== Segment start ==

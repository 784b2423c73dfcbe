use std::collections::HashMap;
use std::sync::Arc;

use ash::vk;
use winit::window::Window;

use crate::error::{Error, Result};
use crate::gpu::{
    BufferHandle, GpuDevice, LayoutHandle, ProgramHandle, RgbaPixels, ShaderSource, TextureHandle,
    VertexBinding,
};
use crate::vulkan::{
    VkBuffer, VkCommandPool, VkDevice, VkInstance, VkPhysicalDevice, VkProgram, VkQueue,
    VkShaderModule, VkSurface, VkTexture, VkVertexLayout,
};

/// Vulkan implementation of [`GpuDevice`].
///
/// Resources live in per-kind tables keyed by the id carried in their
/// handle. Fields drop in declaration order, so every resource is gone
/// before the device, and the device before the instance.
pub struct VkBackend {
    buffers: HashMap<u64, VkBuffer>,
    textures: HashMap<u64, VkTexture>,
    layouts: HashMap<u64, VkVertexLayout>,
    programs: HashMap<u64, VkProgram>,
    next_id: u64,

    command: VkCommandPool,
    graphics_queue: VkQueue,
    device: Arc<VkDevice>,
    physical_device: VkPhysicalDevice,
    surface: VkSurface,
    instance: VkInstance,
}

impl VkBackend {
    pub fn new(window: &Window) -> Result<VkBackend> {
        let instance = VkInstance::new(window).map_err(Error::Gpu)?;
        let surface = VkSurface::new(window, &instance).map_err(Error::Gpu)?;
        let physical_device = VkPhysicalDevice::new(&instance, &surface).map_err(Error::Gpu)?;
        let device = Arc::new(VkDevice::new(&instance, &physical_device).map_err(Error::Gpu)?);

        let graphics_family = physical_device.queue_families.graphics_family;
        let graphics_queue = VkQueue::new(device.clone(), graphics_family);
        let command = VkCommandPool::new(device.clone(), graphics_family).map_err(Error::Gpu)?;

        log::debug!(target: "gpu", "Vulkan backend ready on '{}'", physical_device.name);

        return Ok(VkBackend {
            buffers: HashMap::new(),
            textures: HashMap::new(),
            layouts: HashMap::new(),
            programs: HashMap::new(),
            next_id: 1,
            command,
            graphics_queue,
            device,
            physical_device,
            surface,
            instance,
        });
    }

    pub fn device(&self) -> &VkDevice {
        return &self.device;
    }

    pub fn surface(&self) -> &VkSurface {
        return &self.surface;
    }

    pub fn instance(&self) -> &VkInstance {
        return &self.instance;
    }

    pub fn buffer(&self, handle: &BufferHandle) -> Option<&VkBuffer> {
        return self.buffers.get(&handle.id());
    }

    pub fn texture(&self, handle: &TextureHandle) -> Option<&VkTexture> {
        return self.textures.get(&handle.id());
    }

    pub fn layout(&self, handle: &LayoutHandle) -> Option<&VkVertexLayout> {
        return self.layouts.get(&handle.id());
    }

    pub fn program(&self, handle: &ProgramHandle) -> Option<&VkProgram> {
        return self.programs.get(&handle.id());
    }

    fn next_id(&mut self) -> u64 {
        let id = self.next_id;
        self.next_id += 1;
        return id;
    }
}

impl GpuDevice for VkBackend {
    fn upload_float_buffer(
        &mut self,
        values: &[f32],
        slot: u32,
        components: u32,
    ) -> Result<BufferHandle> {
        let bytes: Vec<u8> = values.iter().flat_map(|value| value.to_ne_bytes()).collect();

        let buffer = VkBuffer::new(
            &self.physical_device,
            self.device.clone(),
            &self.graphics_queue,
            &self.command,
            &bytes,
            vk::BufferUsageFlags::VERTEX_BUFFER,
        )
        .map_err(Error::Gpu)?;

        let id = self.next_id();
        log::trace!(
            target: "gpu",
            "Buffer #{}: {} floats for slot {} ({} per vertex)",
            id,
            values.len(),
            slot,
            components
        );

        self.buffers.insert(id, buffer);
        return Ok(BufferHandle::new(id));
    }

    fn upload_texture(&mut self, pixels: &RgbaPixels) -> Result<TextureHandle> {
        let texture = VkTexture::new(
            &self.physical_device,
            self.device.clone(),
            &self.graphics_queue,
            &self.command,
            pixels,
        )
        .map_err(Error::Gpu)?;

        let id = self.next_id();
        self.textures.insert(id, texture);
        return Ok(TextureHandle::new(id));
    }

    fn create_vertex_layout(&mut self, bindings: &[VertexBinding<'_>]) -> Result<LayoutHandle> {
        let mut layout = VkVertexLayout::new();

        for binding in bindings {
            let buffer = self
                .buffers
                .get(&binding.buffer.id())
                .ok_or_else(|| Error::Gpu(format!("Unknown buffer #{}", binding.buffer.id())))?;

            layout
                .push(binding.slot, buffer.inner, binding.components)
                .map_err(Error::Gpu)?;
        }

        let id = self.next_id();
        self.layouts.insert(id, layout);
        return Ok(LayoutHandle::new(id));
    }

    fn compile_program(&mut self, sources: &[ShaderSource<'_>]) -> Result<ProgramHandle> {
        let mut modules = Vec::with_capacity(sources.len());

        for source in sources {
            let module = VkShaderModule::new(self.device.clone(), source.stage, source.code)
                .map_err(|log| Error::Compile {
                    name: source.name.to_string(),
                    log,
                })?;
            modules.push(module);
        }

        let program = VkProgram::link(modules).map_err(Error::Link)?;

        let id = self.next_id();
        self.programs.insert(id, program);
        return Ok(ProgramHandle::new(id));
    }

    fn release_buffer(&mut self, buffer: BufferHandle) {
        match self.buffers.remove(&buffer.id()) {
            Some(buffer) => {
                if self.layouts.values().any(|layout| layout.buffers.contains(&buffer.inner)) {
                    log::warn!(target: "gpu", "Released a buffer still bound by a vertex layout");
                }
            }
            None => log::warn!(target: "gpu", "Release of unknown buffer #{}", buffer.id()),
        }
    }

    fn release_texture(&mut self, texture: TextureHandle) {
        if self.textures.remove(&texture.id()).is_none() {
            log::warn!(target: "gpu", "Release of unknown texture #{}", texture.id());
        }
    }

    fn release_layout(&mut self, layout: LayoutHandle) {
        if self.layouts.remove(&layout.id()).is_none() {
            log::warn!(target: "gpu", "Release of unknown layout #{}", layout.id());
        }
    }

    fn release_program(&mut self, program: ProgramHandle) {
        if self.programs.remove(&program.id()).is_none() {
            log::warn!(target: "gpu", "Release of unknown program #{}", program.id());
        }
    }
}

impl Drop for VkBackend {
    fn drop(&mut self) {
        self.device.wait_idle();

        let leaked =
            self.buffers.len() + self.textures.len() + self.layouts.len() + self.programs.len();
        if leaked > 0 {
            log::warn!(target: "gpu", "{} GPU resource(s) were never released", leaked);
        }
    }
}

== Segment end ==
== Segment start ==

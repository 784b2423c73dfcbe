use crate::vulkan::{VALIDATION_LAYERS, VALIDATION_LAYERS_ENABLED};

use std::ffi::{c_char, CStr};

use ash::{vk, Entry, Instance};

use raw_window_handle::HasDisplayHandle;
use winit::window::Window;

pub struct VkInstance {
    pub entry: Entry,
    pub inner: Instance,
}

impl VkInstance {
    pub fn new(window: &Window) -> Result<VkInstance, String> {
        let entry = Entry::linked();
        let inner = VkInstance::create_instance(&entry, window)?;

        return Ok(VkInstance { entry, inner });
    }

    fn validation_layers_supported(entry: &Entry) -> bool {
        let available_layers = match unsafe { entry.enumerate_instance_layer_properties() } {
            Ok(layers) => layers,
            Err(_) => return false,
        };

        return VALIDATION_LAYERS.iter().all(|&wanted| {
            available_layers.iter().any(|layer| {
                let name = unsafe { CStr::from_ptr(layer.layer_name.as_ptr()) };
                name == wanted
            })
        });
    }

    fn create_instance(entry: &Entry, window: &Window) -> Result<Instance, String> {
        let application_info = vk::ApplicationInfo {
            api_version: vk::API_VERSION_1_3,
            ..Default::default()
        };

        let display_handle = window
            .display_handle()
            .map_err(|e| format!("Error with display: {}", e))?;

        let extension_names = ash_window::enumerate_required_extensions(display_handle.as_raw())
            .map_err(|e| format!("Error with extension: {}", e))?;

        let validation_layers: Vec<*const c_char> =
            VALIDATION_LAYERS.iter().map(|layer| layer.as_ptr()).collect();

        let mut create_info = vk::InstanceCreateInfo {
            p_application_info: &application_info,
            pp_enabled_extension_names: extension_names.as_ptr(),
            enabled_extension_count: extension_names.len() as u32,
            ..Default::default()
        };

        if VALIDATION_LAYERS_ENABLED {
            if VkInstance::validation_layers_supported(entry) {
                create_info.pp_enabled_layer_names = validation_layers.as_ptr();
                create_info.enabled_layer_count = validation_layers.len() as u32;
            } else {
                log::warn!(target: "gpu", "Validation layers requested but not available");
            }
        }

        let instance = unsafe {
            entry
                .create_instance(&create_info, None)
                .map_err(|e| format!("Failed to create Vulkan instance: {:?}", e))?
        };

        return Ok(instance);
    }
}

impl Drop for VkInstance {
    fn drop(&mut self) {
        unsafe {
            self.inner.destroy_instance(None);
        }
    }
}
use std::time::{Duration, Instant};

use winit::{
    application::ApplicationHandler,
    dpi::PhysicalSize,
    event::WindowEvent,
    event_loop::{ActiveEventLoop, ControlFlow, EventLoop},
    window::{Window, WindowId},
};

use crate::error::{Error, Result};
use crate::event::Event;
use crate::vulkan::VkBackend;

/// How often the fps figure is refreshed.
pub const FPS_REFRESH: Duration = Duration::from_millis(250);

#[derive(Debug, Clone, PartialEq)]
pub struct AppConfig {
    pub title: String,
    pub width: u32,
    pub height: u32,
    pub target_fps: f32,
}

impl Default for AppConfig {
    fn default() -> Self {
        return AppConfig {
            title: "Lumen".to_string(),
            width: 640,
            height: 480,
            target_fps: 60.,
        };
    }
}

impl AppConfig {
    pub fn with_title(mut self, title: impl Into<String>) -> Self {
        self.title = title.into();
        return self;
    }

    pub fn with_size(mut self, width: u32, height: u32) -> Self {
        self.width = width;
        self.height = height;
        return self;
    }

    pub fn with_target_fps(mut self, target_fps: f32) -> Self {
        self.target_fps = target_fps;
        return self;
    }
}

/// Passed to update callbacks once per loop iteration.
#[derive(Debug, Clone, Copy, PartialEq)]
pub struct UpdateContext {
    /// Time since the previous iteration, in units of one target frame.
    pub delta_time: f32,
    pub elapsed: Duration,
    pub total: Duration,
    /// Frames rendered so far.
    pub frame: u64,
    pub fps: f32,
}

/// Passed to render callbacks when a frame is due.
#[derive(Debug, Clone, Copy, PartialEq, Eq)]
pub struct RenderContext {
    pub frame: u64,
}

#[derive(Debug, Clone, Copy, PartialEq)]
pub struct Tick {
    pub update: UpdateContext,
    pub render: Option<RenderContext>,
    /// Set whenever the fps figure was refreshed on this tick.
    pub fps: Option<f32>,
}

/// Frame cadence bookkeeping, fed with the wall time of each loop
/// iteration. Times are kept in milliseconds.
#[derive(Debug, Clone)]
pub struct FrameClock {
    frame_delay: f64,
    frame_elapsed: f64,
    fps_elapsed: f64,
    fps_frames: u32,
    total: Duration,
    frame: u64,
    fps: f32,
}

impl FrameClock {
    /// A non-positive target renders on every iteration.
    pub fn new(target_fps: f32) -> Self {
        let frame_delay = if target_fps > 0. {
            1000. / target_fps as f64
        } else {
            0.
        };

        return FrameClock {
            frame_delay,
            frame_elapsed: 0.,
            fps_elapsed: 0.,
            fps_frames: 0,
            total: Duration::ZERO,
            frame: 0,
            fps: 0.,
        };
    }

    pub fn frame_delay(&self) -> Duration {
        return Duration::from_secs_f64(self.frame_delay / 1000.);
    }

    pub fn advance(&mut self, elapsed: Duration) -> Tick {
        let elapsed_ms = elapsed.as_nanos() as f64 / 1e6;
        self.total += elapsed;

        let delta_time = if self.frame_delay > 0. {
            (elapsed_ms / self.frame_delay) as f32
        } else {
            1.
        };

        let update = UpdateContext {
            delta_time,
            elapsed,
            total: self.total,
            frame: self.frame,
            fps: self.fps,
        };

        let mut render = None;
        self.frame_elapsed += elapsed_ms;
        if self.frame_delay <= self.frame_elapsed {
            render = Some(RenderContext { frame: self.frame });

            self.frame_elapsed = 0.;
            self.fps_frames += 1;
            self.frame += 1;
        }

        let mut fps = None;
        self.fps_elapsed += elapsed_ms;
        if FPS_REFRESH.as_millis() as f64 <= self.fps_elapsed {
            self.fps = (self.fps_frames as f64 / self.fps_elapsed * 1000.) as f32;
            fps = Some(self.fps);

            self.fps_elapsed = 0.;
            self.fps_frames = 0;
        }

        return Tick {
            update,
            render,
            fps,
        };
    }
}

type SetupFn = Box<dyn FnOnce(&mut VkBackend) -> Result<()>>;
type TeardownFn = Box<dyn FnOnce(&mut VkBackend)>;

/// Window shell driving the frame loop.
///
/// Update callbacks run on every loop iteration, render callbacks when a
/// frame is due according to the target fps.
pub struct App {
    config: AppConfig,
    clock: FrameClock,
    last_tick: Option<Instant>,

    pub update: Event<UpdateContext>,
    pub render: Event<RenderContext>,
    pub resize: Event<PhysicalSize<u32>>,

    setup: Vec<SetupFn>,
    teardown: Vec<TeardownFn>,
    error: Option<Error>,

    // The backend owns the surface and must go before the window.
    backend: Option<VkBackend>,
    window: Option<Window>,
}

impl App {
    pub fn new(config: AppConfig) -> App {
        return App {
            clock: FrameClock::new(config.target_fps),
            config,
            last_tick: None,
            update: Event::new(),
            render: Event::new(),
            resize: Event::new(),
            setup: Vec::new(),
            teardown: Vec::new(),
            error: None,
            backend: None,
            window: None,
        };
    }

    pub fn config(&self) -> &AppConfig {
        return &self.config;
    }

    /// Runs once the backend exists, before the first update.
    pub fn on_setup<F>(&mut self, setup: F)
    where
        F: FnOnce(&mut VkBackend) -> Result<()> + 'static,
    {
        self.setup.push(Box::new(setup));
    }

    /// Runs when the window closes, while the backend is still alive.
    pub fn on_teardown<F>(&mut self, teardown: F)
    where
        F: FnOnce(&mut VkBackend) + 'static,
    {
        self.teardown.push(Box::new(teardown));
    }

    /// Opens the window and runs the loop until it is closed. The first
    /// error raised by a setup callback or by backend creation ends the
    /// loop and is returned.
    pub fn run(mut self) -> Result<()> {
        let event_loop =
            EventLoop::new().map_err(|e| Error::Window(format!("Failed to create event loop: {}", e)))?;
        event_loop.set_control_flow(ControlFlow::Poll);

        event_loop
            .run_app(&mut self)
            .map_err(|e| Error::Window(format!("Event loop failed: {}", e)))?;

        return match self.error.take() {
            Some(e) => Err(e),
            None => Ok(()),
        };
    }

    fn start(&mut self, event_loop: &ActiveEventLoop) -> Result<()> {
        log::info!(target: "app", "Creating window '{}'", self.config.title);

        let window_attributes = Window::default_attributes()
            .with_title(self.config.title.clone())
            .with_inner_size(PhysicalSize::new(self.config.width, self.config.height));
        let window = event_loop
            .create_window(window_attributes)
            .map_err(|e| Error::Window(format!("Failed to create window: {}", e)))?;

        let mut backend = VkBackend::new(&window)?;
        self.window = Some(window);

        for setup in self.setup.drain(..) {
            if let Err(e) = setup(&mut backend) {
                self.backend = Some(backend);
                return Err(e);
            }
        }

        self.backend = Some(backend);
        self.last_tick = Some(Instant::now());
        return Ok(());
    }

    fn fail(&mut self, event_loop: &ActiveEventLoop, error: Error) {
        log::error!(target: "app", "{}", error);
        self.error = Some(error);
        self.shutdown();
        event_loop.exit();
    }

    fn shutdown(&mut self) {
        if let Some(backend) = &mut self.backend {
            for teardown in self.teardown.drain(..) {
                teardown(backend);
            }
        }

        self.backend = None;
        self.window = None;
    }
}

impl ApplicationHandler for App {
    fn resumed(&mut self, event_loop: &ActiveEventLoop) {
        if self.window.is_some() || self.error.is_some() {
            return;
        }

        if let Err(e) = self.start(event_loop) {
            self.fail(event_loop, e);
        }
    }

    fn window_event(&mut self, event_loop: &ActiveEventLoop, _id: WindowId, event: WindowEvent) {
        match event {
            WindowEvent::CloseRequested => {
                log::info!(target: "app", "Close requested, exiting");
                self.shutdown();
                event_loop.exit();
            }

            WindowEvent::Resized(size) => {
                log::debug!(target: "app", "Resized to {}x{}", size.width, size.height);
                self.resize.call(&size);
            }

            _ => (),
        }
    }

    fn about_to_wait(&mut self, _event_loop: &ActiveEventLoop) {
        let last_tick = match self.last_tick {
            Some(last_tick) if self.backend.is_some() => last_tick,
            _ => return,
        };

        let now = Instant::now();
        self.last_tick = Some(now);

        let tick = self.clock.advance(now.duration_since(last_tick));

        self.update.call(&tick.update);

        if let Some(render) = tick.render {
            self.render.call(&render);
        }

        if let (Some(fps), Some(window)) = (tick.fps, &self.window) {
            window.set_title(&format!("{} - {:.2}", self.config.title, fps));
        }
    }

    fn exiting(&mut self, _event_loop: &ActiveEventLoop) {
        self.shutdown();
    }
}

== Segment end ==
== Segment start ==

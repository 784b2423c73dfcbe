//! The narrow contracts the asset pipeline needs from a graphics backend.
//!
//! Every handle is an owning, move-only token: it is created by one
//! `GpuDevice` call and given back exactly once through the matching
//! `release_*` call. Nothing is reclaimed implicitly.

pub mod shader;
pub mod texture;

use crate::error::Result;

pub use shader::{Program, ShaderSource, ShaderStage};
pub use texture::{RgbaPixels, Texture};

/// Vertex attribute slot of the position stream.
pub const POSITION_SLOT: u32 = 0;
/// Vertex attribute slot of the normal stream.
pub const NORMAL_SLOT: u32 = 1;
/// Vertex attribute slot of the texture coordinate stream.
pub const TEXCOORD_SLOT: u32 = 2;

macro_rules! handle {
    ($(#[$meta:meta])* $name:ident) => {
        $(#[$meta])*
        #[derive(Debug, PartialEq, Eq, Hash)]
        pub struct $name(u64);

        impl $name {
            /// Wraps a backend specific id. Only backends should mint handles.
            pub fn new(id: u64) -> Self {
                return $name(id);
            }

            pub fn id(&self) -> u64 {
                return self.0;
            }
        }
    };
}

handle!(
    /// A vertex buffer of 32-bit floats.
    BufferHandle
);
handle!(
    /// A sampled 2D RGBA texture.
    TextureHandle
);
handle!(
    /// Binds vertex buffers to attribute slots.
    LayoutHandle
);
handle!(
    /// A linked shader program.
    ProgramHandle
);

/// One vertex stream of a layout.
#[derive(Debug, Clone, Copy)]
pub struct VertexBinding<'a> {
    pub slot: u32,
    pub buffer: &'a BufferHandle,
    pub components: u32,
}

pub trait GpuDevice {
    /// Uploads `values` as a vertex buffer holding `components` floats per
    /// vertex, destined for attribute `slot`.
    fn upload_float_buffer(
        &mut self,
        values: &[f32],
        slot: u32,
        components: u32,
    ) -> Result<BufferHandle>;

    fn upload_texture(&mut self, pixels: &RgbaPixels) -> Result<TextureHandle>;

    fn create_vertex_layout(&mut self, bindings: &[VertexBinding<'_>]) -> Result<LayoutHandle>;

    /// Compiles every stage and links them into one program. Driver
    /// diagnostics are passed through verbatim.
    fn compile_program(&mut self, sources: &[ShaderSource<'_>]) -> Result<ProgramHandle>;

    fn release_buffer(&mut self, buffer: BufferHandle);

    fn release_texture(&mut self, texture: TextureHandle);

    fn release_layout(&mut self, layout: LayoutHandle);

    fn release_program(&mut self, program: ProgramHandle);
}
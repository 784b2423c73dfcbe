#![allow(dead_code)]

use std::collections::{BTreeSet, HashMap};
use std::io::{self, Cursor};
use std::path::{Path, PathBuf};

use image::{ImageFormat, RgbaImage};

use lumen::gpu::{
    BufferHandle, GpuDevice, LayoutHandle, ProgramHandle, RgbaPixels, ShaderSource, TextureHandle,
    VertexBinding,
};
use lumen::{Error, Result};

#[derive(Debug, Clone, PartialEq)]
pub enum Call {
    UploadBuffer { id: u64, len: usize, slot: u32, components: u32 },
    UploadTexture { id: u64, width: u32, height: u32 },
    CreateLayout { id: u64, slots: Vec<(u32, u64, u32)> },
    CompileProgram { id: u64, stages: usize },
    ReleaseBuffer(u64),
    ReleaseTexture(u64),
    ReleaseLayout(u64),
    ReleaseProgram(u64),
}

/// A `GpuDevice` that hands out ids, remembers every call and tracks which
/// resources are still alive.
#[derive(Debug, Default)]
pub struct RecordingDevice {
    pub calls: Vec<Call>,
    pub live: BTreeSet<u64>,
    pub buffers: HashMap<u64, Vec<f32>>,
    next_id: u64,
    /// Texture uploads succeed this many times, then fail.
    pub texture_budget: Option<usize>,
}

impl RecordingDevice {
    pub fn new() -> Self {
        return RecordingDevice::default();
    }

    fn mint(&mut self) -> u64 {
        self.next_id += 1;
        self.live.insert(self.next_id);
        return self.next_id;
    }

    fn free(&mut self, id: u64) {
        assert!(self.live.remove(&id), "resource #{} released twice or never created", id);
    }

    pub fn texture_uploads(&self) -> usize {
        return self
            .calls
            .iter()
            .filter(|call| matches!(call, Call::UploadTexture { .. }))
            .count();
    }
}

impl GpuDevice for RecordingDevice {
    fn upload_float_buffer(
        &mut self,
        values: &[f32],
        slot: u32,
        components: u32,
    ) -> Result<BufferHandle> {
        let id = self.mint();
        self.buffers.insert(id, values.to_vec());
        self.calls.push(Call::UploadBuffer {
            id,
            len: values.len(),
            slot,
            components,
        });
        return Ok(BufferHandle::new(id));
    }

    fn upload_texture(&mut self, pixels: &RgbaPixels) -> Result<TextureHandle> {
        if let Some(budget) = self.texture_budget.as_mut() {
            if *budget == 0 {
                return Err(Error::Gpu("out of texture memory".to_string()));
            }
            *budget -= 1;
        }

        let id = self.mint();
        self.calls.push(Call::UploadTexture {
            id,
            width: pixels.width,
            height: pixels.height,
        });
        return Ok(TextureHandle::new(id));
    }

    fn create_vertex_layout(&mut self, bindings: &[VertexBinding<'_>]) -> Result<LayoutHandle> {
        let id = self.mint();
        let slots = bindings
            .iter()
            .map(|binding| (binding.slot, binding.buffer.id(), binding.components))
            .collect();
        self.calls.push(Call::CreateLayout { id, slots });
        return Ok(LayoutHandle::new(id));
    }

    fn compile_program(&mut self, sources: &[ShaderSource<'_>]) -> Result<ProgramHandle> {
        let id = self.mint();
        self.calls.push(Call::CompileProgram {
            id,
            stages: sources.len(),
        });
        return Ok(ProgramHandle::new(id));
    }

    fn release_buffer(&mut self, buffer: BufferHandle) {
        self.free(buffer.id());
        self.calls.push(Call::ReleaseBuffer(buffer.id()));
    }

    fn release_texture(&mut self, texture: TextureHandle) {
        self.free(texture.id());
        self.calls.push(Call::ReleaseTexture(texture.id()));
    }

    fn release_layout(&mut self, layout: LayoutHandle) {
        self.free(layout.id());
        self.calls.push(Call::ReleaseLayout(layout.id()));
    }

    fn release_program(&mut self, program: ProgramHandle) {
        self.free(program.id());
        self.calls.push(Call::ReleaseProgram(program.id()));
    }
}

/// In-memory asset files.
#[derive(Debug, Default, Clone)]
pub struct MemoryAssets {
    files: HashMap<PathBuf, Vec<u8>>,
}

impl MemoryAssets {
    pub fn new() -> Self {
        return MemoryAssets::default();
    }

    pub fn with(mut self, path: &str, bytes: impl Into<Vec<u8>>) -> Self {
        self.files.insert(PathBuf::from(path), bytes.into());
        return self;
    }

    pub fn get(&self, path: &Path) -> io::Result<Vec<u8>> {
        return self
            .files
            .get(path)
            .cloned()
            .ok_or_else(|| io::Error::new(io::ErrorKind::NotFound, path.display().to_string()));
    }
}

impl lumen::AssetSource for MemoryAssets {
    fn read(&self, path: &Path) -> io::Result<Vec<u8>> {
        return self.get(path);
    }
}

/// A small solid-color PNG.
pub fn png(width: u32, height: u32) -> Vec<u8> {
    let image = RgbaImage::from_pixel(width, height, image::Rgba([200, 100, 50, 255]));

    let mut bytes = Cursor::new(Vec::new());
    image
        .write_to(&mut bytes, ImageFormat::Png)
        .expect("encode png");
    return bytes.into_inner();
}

== Segment end ==

*About this exercise:* Repeat, character for character, the lines of the material above from the line with "if let Err(e) = setup(&mut" through the line with "fn fail(&mut self, event_loop: &ActiveEventLoop, error: Error)".

*Solution for this task:*
            if let Err(e) = setup(&mut backend) {
                self.backend = Some(backend);
                return Err(e);
            }
        }

        self.backend = Some(backend);
        self.last_tick = Some(Instant::now());
        return Ok(());
    }

    fn fail(&mut self, event_loop: &ActiveEventLoop, error: Error) {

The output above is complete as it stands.